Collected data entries
☆ ☆ ☆
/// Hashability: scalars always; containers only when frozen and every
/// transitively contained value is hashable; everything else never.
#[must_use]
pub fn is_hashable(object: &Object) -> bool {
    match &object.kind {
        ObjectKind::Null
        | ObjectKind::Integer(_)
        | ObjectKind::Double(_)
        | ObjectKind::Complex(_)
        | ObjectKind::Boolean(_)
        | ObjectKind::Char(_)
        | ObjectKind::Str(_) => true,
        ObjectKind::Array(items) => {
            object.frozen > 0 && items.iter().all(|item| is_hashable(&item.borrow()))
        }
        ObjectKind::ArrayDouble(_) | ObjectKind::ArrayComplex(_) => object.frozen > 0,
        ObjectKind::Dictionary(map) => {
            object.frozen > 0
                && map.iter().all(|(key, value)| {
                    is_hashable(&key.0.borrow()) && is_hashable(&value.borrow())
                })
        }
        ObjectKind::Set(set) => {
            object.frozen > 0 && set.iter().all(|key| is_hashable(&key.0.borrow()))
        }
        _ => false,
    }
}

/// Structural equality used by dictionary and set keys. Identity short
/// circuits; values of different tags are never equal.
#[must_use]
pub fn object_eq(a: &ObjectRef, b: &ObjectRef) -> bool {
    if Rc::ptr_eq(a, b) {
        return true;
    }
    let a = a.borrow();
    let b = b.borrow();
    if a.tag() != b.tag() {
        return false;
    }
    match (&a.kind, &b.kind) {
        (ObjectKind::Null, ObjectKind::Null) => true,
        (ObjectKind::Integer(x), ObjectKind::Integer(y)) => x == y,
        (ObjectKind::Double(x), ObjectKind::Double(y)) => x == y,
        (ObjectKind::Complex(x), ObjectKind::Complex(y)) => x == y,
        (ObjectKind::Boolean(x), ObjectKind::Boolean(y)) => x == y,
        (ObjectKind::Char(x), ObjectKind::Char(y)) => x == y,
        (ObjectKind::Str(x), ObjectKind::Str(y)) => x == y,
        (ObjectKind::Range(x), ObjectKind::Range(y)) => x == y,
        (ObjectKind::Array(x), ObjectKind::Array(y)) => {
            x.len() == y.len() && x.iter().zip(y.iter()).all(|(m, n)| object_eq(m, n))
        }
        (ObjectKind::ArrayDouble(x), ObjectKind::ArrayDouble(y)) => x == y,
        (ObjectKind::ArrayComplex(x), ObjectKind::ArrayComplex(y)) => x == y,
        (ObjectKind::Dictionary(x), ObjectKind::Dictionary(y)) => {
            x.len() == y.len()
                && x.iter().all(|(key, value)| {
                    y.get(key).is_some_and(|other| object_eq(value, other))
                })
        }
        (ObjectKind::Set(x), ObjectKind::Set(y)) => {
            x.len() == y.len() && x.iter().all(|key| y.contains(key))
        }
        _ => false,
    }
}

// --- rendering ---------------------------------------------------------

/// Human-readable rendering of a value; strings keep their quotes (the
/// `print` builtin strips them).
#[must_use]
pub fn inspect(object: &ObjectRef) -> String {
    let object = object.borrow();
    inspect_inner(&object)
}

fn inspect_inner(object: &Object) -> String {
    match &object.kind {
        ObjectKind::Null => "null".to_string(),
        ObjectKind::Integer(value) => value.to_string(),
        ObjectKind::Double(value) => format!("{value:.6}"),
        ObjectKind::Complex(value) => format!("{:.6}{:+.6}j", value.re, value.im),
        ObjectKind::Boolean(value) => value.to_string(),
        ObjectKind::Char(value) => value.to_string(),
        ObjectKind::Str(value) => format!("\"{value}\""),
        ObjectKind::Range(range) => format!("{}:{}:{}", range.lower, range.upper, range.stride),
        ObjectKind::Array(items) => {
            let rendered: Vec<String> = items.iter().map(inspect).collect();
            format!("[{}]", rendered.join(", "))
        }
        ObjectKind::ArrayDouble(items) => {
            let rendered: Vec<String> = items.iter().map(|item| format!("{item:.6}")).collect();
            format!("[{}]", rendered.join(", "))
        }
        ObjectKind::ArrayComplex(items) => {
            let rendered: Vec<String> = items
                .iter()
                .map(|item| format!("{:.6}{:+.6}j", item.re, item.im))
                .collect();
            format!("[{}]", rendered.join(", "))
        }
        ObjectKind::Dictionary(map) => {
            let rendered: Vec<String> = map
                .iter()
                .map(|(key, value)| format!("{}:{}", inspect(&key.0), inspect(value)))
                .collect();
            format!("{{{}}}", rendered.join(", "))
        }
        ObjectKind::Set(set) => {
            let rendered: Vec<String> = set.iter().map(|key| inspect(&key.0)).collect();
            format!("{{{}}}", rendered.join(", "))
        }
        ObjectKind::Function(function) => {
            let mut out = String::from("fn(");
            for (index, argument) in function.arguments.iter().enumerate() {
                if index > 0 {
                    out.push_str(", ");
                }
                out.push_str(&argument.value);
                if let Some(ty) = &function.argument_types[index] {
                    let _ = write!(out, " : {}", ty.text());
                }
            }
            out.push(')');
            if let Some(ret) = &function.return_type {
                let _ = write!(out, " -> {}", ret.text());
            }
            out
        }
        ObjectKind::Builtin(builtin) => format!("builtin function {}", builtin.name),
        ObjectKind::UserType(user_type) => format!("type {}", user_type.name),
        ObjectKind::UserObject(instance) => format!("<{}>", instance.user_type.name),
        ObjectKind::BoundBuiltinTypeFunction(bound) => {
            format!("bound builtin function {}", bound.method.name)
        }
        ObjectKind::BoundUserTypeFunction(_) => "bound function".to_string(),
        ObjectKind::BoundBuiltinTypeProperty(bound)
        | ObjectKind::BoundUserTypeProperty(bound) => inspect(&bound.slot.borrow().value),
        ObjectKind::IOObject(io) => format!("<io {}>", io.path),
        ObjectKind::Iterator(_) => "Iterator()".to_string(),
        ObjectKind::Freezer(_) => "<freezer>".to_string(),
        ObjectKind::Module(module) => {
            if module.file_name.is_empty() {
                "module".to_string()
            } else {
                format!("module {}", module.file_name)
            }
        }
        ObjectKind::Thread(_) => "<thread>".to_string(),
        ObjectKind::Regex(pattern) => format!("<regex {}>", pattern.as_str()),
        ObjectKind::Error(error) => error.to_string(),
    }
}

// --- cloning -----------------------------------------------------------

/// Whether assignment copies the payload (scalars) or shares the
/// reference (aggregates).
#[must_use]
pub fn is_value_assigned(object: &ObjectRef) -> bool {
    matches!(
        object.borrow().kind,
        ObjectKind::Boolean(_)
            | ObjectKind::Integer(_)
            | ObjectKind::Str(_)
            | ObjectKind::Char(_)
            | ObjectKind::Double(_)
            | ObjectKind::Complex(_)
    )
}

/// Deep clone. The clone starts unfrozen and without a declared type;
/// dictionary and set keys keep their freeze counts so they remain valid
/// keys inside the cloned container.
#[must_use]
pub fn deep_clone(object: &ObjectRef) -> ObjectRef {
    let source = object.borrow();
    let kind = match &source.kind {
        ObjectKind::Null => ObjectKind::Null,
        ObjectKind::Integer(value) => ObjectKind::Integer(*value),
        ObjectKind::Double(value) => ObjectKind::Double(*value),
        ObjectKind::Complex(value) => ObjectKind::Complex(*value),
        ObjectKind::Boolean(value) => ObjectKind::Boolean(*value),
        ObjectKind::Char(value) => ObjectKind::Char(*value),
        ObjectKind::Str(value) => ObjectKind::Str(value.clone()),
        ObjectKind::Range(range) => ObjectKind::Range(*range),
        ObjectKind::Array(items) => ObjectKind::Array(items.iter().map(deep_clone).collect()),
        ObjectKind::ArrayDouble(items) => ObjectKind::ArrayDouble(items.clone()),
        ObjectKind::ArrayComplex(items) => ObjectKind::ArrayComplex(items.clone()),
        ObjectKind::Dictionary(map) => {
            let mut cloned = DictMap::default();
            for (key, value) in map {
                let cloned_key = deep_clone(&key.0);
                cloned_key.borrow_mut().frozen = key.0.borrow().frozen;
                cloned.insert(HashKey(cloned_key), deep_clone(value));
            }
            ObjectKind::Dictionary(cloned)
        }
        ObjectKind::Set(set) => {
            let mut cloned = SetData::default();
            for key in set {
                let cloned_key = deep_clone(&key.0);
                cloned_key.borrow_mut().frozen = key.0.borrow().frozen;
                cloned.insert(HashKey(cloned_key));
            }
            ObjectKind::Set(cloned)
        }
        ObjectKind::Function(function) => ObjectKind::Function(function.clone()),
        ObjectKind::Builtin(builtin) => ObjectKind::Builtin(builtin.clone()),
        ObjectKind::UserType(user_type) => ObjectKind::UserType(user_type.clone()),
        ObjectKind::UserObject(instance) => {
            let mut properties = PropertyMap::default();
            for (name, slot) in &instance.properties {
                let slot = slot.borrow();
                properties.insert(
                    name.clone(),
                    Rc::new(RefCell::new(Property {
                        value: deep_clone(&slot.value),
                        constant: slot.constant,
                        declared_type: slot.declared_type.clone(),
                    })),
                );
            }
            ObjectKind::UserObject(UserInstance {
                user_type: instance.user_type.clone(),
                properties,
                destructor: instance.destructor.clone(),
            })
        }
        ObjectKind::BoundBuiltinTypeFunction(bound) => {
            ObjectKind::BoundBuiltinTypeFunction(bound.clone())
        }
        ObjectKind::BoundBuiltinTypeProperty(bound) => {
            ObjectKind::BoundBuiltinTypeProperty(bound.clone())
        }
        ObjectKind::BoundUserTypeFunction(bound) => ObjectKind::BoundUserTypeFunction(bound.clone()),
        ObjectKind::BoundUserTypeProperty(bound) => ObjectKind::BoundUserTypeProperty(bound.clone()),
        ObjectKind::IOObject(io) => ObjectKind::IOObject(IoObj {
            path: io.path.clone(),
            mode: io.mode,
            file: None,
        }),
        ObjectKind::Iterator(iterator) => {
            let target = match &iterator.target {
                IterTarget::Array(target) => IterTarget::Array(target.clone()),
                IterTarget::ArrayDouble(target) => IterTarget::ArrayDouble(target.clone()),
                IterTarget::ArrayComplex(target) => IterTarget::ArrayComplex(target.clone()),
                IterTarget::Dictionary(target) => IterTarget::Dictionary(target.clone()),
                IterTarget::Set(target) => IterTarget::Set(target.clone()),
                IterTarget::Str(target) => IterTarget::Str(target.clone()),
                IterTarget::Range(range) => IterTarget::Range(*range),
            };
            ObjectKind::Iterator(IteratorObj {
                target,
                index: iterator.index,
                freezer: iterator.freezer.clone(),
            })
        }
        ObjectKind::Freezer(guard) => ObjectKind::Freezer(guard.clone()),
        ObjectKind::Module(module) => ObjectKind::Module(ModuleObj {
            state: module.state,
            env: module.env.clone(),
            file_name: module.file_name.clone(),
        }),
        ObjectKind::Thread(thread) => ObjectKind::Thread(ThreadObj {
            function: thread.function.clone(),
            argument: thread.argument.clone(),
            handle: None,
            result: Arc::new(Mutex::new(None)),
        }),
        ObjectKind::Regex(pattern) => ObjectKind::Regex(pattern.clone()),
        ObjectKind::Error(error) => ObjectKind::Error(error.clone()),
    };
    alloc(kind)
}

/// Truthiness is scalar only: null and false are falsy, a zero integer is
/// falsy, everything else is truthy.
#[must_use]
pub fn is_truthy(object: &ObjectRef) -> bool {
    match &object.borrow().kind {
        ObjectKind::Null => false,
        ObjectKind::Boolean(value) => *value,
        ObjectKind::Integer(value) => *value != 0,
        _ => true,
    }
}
☆ ☆ ☆
The answer must be every line from the records above that contains the word "text", copied out.

- **Problem solution**:
                    let _ = write!(out, " : {}", ty.text());
                let _ = write!(out, " -> {}", ret.text());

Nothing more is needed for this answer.